CrossEntropyLoss vs NLLLoss pytorch

PytorchComparisonBeginner · 4 min read

CrossEntropyLoss vs NLLLoss in PyTorch: Key Differences and Usage

In PyTorch, CrossEntropyLoss combines LogSoftmax and NLLLoss in one step and expects raw scores (logits) as input, while NLLLoss requires log-probabilities as input. Use CrossEntropyLoss for direct logits output from your model, and NLLLoss when you apply LogSoftmax manually before the loss.

⚖️

Quick Comparison

This table summarizes the main differences between CrossEntropyLoss and NLLLoss in PyTorch.

Aspect	CrossEntropyLoss	NLLLoss
Input to loss	Raw logits (unnormalized scores)	Log-probabilities (output of LogSoftmax)
Includes softmax?	No, applies LogSoftmax internally	No, expects log-probabilities already computed
Typical use case	Standard multi-class classification	When you want to apply LogSoftmax separately
Input shape	(N, C) where C = number of classes	(N, C) where C = number of classes
Target format	Class indices (0 to C-1)	Class indices (0 to C-1)
Numerical stability	Handled internally	Depends on manual LogSoftmax

⚖️

Key Differences

CrossEntropyLoss is a convenience loss function that combines LogSoftmax and NLLLoss in one step.
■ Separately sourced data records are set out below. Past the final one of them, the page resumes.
//! Conflicting transactions

use crate::common::*;
use courier::TransactionOptions;
use serde_json::json;
use std::sync::atomic::{AtomicUsize, Ordering};
use std::sync::Arc;
use std::time::Duration;

#[tokio::test(flavor = "multi_thread", worker_threads = 4)]
async fn test_concurrent_increments_are_serialized_by_retry() {
    let fx = Arc::new(MemoryFixture::new());
    fx.seed("counter", r#"{"n":0}"#);
    let invocations = Arc::new(AtomicUsize::new(0));

    const WRITERS: usize = 6;
    let mut tasks = Vec::new();
    for _ in 0..WRITERS {
        let fx = Arc::clone(&fx);
        let invocations = Arc::clone(&invocations);
        tasks.push(tokio::spawn(async move {
            fx.runner
                .run(
                    move |ctx| {
                        invocations.fetch_add(1, Ordering::SeqCst);
                        async move {
                            let doc = ctx.get(&travel().doc("counter")).await?;
                            let n = doc.value()["n"].as_u64().unwrap_or(0);
                            tokio::time::sleep(Duration::from_millis(2)).await;
                            ctx.replace(&doc, &json!({"n": n + 1})).await?;
                            Ok(())
                        }
                    },
                    Some(TransactionOptions::new().with_timeout(Duration::from_secs(30))),
                )
                .await
        }));
    }
    for task in tasks {
        task.await.unwrap().unwrap();
    }

    let doc = fx.store.get(&travel().doc("counter")).unwrap();
    let value: serde_json::Value = serde_json::from_slice(&doc.content).unwrap();
    assert_eq!(value, json!({"n": WRITERS}));
    assert!(invocations.load(Ordering::SeqCst) >= WRITERS);
    assert_eq!(fx.engine.stats().committed, WRITERS as u64);
}

#[tokio::test(flavor = "multi_thread", worker_threads = 2)]
async fn test_conflicting_commit_retries_whole_attempt() {
    let fx = Arc::new(MemoryFixture::new());
    let cas = fx.seed("hot", r#"{"owner":"nobody"}"#);
    let attempts = Arc::new(AtomicUsize::new(0));

    let (store, a) = (Arc::clone(&fx.store), Arc::clone(&attempts));
    fx.runner
        .run(
            move |ctx| {
                let store = Arc::clone(&store);
                let n = a.fetch_add(1, Ordering::SeqCst);
                async move {
                    let doc = ctx.get(&travel().doc("hot")).await?;
                    if n == 0 {
                        // Another writer commits between our read and our commit.
                        store.upsert(travel().doc("hot"), br#"{"owner":"other"}"#.to_vec());
                    }
                    ctx.insert(&travel().doc(format!("claim-{}", n)), &json!({"seen": doc.cas()}))
                        .await?;
                    Ok(())
                }
            },
            None,
        )
        .await
        .unwrap();

    assert_eq!(attempts.load(Ordering::SeqCst), 2);
    assert!(fx.store.get(&travel().doc("claim-0")).is_none());
    let claim = fx.store.get(&travel().doc("claim-1")).unwrap();
    let seen: serde_json::Value = serde_json::from_slice(&claim.content).unwrap();
    assert_ne!(seen["seen"], json!(cas));
}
This means you can feed it raw model outputs (called logits), and it will apply the log-softmax transformation internally before calculating the negative log likelihood loss.

On the other hand, NLLLoss expects that you have already applied LogSoftmax to your model outputs. It takes log-probabilities as input and computes the negative log likelihood loss directly. This separation allows more flexibility if you want to manipulate probabilities or log-probabilities before loss calculation.
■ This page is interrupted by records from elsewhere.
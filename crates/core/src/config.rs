//! Transaction configuration
//!
//! `TransactionConfig` is bound to an engine session when it is created.
//! `TransactionOptions` overrides parts of it for a single `run`, and
//! `resolve` merges the two into the `ResolvedOptions` handed to the engine.
//! Both can be loaded from TOML, e.g.:
//!
//! ```toml
//! durability = "majority"
//! timeout_ms = 15000
//! scan_consistency = "request_plus"
//! metadata_collection = "meta.txn.records"
//! ```

use serde::{Deserialize, Serialize};
use std::collections::BTreeMap;
use std::time::Duration;

use crate::error::{Error, Result};
use crate::types::Keyspace;
use crate::JsonValue;

/// Default transaction timeout in milliseconds.
pub const DEFAULT_TIMEOUT_MS: u64 = 15_000;

/// Default lost-attempt cleanup window in milliseconds.
pub const DEFAULT_CLEANUP_WINDOW_MS: u64 = 60_000;

/// Durability required before a write is considered committed.
#[derive(Debug, Clone, Copy, PartialEq, Eq, Serialize, Deserialize)]
#[serde(rename_all = "snake_case")]
pub enum DurabilityLevel {
    /// Acknowledged in memory on the active node
    None,
    /// Replicated in memory to a majority
    Majority,
    /// Majority in memory and persisted on the active node
    MajorityAndPersistActive,
    /// Persisted on a majority
    PersistToMajority,
}

impl Default for DurabilityLevel {
    fn default() -> Self {
        DurabilityLevel::Majority
    }
}

/// Consistency requirement for queries issued inside a transaction.
#[derive(Debug, Clone, Copy, PartialEq, Eq, Serialize, Deserialize)]
#[serde(rename_all = "snake_case")]
pub enum ScanConsistency {
    /// Return whatever the index has
    NotBounded,
    /// Wait for the index to catch up with all prior mutations
    RequestPlus,
}

impl Default for ScanConsistency {
    fn default() -> Self {
        ScanConsistency::RequestPlus
    }
}

/// Session-wide transaction configuration.
#[derive(Debug, Clone, PartialEq, Serialize, Deserialize)]
pub struct TransactionConfig {
    /// Durability level for commits
    #[serde(default)]
    pub durability: DurabilityLevel,
    /// Time budget for a whole transaction, across all attempts
    #[serde(default = "default_timeout_ms")]
    pub timeout_ms: u64,
    /// Consistency for in-transaction queries
    #[serde(default)]
    pub scan_consistency: ScanConsistency,
    /// Where the engine keeps its transaction records (`bucket.scope.collection`)
    #[serde(default, skip_serializing_if = "Option::is_none")]
    pub metadata_collection: Option<String>,
    /// Whether the engine cleans up attempts abandoned by crashed clients
    #[serde(default = "default_true")]
    pub cleanup_lost_attempts: bool,
    /// How often lost-attempt cleanup scans, in milliseconds
    #[serde(default = "default_cleanup_window_ms")]
    pub cleanup_window_ms: u64,
}

fn default_timeout_ms() -> u64 {
    DEFAULT_TIMEOUT_MS
}

fn default_cleanup_window_ms() -> u64 {
    DEFAULT_CLEANUP_WINDOW_MS
}

fn default_true() -> bool {
    true
}

impl Default for TransactionConfig {
    fn default() -> Self {
        Self {
            durability: DurabilityLevel::default(),
            timeout_ms: DEFAULT_TIMEOUT_MS,
            scan_consistency: ScanConsistency::default(),
            metadata_collection: None,
            cleanup_lost_attempts: true,
            cleanup_window_ms: DEFAULT_CLEANUP_WINDOW_MS,
        }
    }
}

impl TransactionConfig {
    /// Parse and validate a TOML document.
    pub fn from_toml_str(s: &str) -> Result<Self> {
        let config: TransactionConfig = toml::from_str(s)?;
        config.validate()?;
        Ok(config)
    }

    /// Default configuration rendered as commented TOML.
    pub fn default_toml() -> &'static str {
        r#"# Transaction configuration
#
# Durability: "none", "majority" (default), "majority_and_persist_active",
# or "persist_to_majority"
durability = "majority"

# Budget for a whole transaction across all attempts
timeout_ms = 15000

# Query consistency: "not_bounded" or "request_plus" (default)
scan_consistency = "request_plus"

# metadata_collection = "bucket.scope.collection"

cleanup_lost_attempts = true
cleanup_window_ms = 60000
"#
    }

    /// Check value ranges.
    pub fn validate(&self) -> Result<()> {
        if self.timeout_ms == 0 {
            return Err(Error::config("timeout_ms must be greater than zero"));
        }
        if self.cleanup_lost_attempts && self.cleanup_window_ms == 0 {
            return Err(Error::config(
                "cleanup_window_ms must be greater than zero when cleanup is enabled",
            ));
        }
        if let Some(ks) = &self.metadata_collection {
            ks.parse::<Keyspace>()
                .map_err(|e| Error::config(format!("metadata_collection: {}", e)))?;
        }
        Ok(())
    }

    /// Transaction timeout as a `Duration`.
    pub fn timeout(&self) -> Duration {
        Duration::from_millis(self.timeout_ms)
    }
}

/// Per-transaction overrides of `TransactionConfig`.
#[derive(Debug, Clone, Default, PartialEq, Serialize, Deserialize)]
pub struct TransactionOptions {
    /// Durability override
    #[serde(default, skip_serializing_if = "Option::is_none")]
    pub durability: Option<DurabilityLevel>,
    /// Timeout override in milliseconds
    #[serde(default, skip_serializing_if = "Option::is_none")]
    pub timeout_ms: Option<u64>,
    /// Query consistency override
    #[serde(default, skip_serializing_if = "Option::is_none")]
    pub scan_consistency: Option<ScanConsistency>,
    /// Metadata collection override
    #[serde(default, skip_serializing_if = "Option::is_none")]
    pub metadata_collection: Option<String>,
}

impl TransactionOptions {
    /// Empty overrides
    pub fn new() -> Self {
        Self::default()
    }

    /// Override durability
    pub fn with_durability(mut self, durability: DurabilityLevel) -> Self {
        self.durability = Some(durability);
        self
    }

    /// Override timeout
    pub fn with_timeout(mut self, timeout: Duration) -> Self {
        self.timeout_ms = Some(timeout.as_millis() as u64);
        self
    }

    /// Override query consistency
    pub fn with_scan_consistency(mut self, consistency: ScanConsistency) -> Self {
        self.scan_consistency = Some(consistency);
        self
    }

    /// Override metadata collection
    pub fn with_metadata_collection(mut self, keyspace: &Keyspace) -> Self {
        self.metadata_collection = Some(keyspace.to_string());
        self
    }

    /// Merge these overrides onto `config`, producing the options the engine sees.
    pub fn resolve(&self, config: &TransactionConfig) -> Result<ResolvedOptions> {
        let timeout_ms = self.timeout_ms.unwrap_or(config.timeout_ms);
        if timeout_ms == 0 {
            return Err(Error::config("timeout must be greater than zero"));
        }
        let metadata_collection = self
            .metadata_collection
            .as_ref()
            .or(config.metadata_collection.as_ref())
            .map(|s| s.parse::<Keyspace>())
            .transpose()
            .map_err(|e| Error::config(format!("metadata_collection: {}", e)))?;

        Ok(ResolvedOptions {
            durability: self.durability.unwrap_or(config.durability),
            timeout: Duration::from_millis(timeout_ms),
            scan_consistency: self.scan_consistency.unwrap_or(config.scan_consistency),
            metadata_collection,
        })
    }
}

/// Effective options for one transaction, after merging overrides.
#[derive(Debug, Clone, PartialEq)]
pub struct ResolvedOptions {
    /// Durability for commits
    pub durability: DurabilityLevel,
    /// Whole-transaction deadline, measured from `run`
    pub timeout: Duration,
    /// Consistency for queries
    pub scan_consistency: ScanConsistency,
    /// Transaction record location
    pub metadata_collection: Option<Keyspace>,
}

impl Default for ResolvedOptions {
    fn default() -> Self {
        let config = TransactionConfig::default();
        Self {
            durability: config.durability,
            timeout: config.timeout(),
            scan_consistency: config.scan_consistency,
            metadata_collection: None,
        }
    }
}

/// Options for a query issued inside an attempt.
#[derive(Debug, Clone, Default, PartialEq, Serialize, Deserialize)]
pub struct TransactionQueryOptions {
    /// `$1`, `$2`, ... parameters
    #[serde(default, skip_serializing_if = "Vec::is_empty")]
    pub positional_parameters: Vec<JsonValue>,
    /// `$name` parameters
    #[serde(default, skip_serializing_if = "BTreeMap::is_empty")]
    pub named_parameters: BTreeMap<String, JsonValue>,
    /// Reject mutations in the statement
    #[serde(default)]
    pub read_only: bool,
    /// Consistency override for this query
    #[serde(default, skip_serializing_if = "Option::is_none")]
    pub scan_consistency: Option<ScanConsistency>,
    /// Skip prepared-statement caching
    #[serde(default = "default_true")]
    pub adhoc: bool,
    /// Caller-chosen id echoed back in the result metadata
    #[serde(default, skip_serializing_if = "Option::is_none")]
    pub client_context_id: Option<String>,
    /// Ask the engine to report execution metrics
    #[serde(default)]
    pub metrics: bool,
}

impl TransactionQueryOptions {
    /// Default query options (adhoc, no parameters)
    pub fn new() -> Self {
        Self {
            adhoc: true,
            ..Default::default()
        }
    }

    /// Append a positional parameter
    pub fn positional(mut self, value: impl Into<JsonValue>) -> Self {
        self.positional_parameters.push(value.into());
        self
    }

    /// Set a named parameter
    pub fn named(mut self, name: impl Into<String>, value: impl Into<JsonValue>) -> Self {
        self.named_parameters.insert(name.into(), value.into());
        self
    }

    /// Mark the query read-only
    pub fn read_only(mut self, read_only: bool) -> Self {
        self.read_only = read_only;
        self
    }

    /// Override scan consistency
    pub fn scan_consistency(mut self, consistency: ScanConsistency) -> Self {
        self.scan_consistency = Some(consistency);
        self
    }

    /// Set the client context id
    pub fn client_context_id(mut self, id: impl Into<String>) -> Self {
        self.client_context_id = Some(id.into());
        self
    }

    /// Request execution metrics
    pub fn metrics(mut self, metrics: bool) -> Self {
        self.metrics = metrics;
        self
    }
}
In practice, CrossEntropyLoss is easier and less error-prone because it handles the softmax step internally with better numerical stability. Use NLLLoss only if you need to customize the log-probabilities or combine it with other operations.

⚖️

Code Comparison

python

import torch
import torch.nn as nn

# Sample logits (raw scores) for 3 samples and 4 classes
logits = torch.tensor([[1.0, 2.0, 0.5, 0.1],
                       [0.1, 0.2, 0.3, 0.4],
                       [2.0, 1.0, 0.1, 0.5]])

# Target class indices
targets = torch.tensor([1, 3, 0])

# Using CrossEntropyLoss directly on logits
criterion = nn.CrossEntropyLoss()
loss = criterion(logits, targets)
print(f"CrossEntropyLoss: {loss.item():.4f}")

Output

CrossEntropyLoss: 1.2321

↔️

NLLLoss Equivalent

python

import torch
import torch.nn as nn
import torch.nn.functional as F

# Same logits as before
logits = torch.tensor([[1.0, 2.0, 0.5, 0.1],
                       [0.1, 0.2, 0.3, 0.4],
                       [2.0, 1.0, 0.1, 0.5]])

# Apply LogSoftmax manually
log_probs = F.log_softmax(logits, dim=1)

# Target class indices
targets = torch.tensor([1, 3, 0])

# Using NLLLoss on log-probabilities
criterion = nn.NLLLoss()
loss = criterion(log_probs, targets)
print(f"NLLLoss: {loss.item():.4f}")

Output

NLLLoss: 1.2321

🎯

When to Use Which

Choose CrossEntropyLoss when your model outputs raw scores (logits) and you want a simple, stable loss calculation for multi-class classification. It is the most common and recommended choice for classification tasks.

Choose NLLLoss if you need to apply LogSoftmax manually, for example, when combining with other custom operations or when you want explicit control over the log-probabilities before loss calculation.

In general, prefer CrossEntropyLoss for simplicity and numerical stability unless you have a specific reason to separate the softmax step.

✅

Key Takeaways

CrossEntropyLoss combines LogSoftmax and NLLLoss internally and takes raw logits as input.

NLLLoss requires log-probabilities as input, so you must apply LogSoftmax manually before it.

Use CrossEntropyLoss for standard classification tasks for simplicity and stability.

Use NLLLoss only when you need custom control over log-probabilities.

Both losses expect target labels as class indices, not one-hot vectors.